After the sponsors backed out, many of the group members, who were entirely dependent on theatre, haven’t been able to pay their house rent, food bills, and have had no choice but to ask their parents for money. As many of the artists are students, they are uncertain whether they’d be able to pursue theatre as a career option.
However, it is not all doom and gloom.
Our theatre group, for instance, performed one show via Zoom, which had over 700 viewers – something that might not have been possible if we had performed the same show in an auditorium. Although we had limited resources, the show was a success and received a lot of praise.
“We asked people over social platforms to buy tickets for our show. But very few people showed interest, even though the cost of one ticket was only Rs 50,” said Kundan Kumar, secretary of Imagination.
Initially, we sold 63 tickets, which was not sufficient to pay for Zoom’s premium version. Then we decreased the amount to Rs 30 but even then, we were able to sell only 48 more tickets. Finally, we allowed free entry. “And then we saw the sea of individuals asking us about show details and login credentials for our show,” added Kumar.
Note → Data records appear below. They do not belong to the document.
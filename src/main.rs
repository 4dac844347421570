use bevy::prelude::*;
use pizzaforge::BuilderPlugin;

fn main() -> AppExit {
    App::new()
        .add_plugins(DefaultPlugins)
        .add_plugins(BuilderPlugin)
        .run()
}
use std::time::{SystemTime, UNIX_EPOCH};

/// Milliseconds since the Unix epoch. Feed entry ids come from here.
pub fn epoch_millis() -> u64 {
    SystemTime::now()
        .duration_since(UNIX_EPOCH)
        .unwrap_or_default()
        .as_millis() as u64
}

/// ISO 8601 UTC timestamp without pulling in a date-time crate.
pub fn utc_timestamp() -> String {
    let secs = SystemTime::now()
        .duration_since(UNIX_EPOCH)
        .unwrap_or_default()
        .as_secs();
    let days = secs / 86400;
    let time_of_day = secs % 86400;
    let hours = time_of_day / 3600;
    let minutes = (time_of_day % 3600) / 60;
    let seconds = time_of_day % 60;
    let (year, month, day) = days_to_date(days);
    format!("{year:04}-{month:02}-{day:02}T{hours:02}:{minutes:02}:{seconds:02}Z")
}

fn days_to_date(days: u64) -> (u64, u64, u64) {
    let mut year = 1970;
    let mut remaining = days;
    loop {
        let days_in_year = if is_leap(year) { 366 } else { 365 };
        if remaining < days_in_year {
            break;
        }
        remaining -= days_in_year;
        year += 1;
    }
    let month_days = if is_leap(year) {
        [31, 29, 31, 30, 31, 30, 31, 31, 30, 31, 30, 31]
    } else {
        [31, 28, 31, 30, 31, 30, 31, 31, 30, 31, 30, 31]
    };
    let mut month = 0;
    for (i, &in_month) in month_days.iter().enumerate() {
        if remaining < in_month {
            month = i;
            break;
        }
        remaining -= in_month;
    }
    (year, month as u64 + 1, remaining + 1)
}

fn is_leap(year: u64) -> bool {
    (year % 4 == 0 && year % 100 != 0) || year % 400 == 0
}
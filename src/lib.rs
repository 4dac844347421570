pub mod collections;
pub mod dragging;
pub mod palette;
pub mod placement;
pub mod recipe_io;
pub mod scene;
pub mod selection;
pub mod session;
pub mod snapshot;
pub mod status_bar;
pub mod theme;

use bevy::{prelude::*, ui::UiGlobalTransform};
use pizzaforge_camera::{OrbitCameraPlugin, OrbitCameraSet};
use pizzaforge_recipe::RecipePlugin;
use pizzaforge_store::RecipeStore;

pub struct BuilderPlugin;

/// Systems that handle pointer and keyboard interaction in the viewport.
#[derive(SystemSet, Debug, Clone, PartialEq, Eq, Hash)]
pub struct BuilderInput;

/// Systems that react to panel buttons and collection actions.
#[derive(SystemSet, Debug, Clone, PartialEq, Eq, Hash)]
pub struct BuilderActions;

/// Systems that destroy and recreate scene content after parameter changes.
#[derive(SystemSet, Debug, Clone, PartialEq, Eq, Hash)]
pub struct BuilderRebuild;

impl Plugin for BuilderPlugin {
    fn build(&self, app: &mut App) {
        app.add_plugins((
            RecipePlugin,
            OrbitCameraPlugin,
            scene::ScenePlugin,
            selection::SelectionPlugin,
            placement::PlacementPlugin,
            dragging::DraggingPlugin,
            palette::PalettePlugin,
            collections::CollectionsPlugin,
            recipe_io::RecipeIoPlugin,
            session::SessionPlugin,
            snapshot::SnapshotPlugin,
            status_bar::StatusBarPlugin,
        ))
        .insert_resource(Store(RecipeStore::new()))
        .init_resource::<SnapToRings>()
        // Rebuild must observe entities the action phase spawned this frame.
        .configure_sets(
            Update,
            (BuilderInput, BuilderActions, BuilderRebuild).chain(),
        )
        // The camera must see drag claims from the same frame.
        .configure_sets(Update, OrbitCameraSet.after(BuilderInput));
    }
}

/// App handle to the on-disk recipe store.
#[derive(Resource, Deref)]
pub struct Store(pub RecipeStore);

/// Whether drops and drags pull toward the concentric guide rings.
#[derive(Resource)]
pub struct SnapToRings(pub bool);

impl Default for SnapToRings {
    fn default() -> Self {
        Self(true)
    }
}

/// Marker for UI regions that swallow pointer input before it reaches the
/// 3D scene (the side panel, the status bar, the collection overlay).
#[derive(Component)]
pub struct PointerBlocking;

/// True when the cursor sits inside any blocking UI region.
pub fn cursor_over_ui(
    cursor: Vec2,
    blockers: &Query<(&ComputedNode, &UiGlobalTransform), With<PointerBlocking>>,
) -> bool {
    for (computed, tf) in blockers {
        let scale = computed.inverse_scale_factor();
        let pos = tf.translation * scale;
        let size = computed.size() * scale;
        let top_left = pos - size / 2.0;
        let local = cursor - top_left;
        if local.x >= 0.0 && local.y >= 0.0 && local.x <= size.x && local.y <= size.y {
            return true;
        }
    }
    false
}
And that’s how around 700 people joined.
‘I just want to perform’
But, many theatre groups at Premchand Ranghshala (the place where most of the theatrical activities of Patna take place) located at Premchand Golambar, Rajendra Nagar, are struggling to survive this pandemic era. Many of them are not connected to their audience via social media or have proper funding and support. These are also groups that have thousands of would-be artists.My own group, Imagination, has trained more than 500 members.
More than anything, we are all missing the stage and the environment of the theatre hall filled with people cheering for artists. That cheer I used to get after a good show from the audience, and that appreciation for continuing this art is what I miss the most.
That adrenaline rush in my blood just before I walk on the stage, those goosebumps after applause from the audience is something which many artists like me miss.
I remember what Biswajeet Guru, my Thang Ta (Manipuri martial art form) teacher, used to tell me: “Arpit, when a maulana cannot forget to offer prayers five times in a day, and a priest of a temple does not forget to clean the premises of the temple in the morning, then how can an actor forget to act.”
And now, I just want to perform. Even if it is some backstage work, I just want to work with my team.
Arpit Parashar is a theatre artist based in Patna, Bihar and is also a student journalist at Asian College of Journalism, Chennai.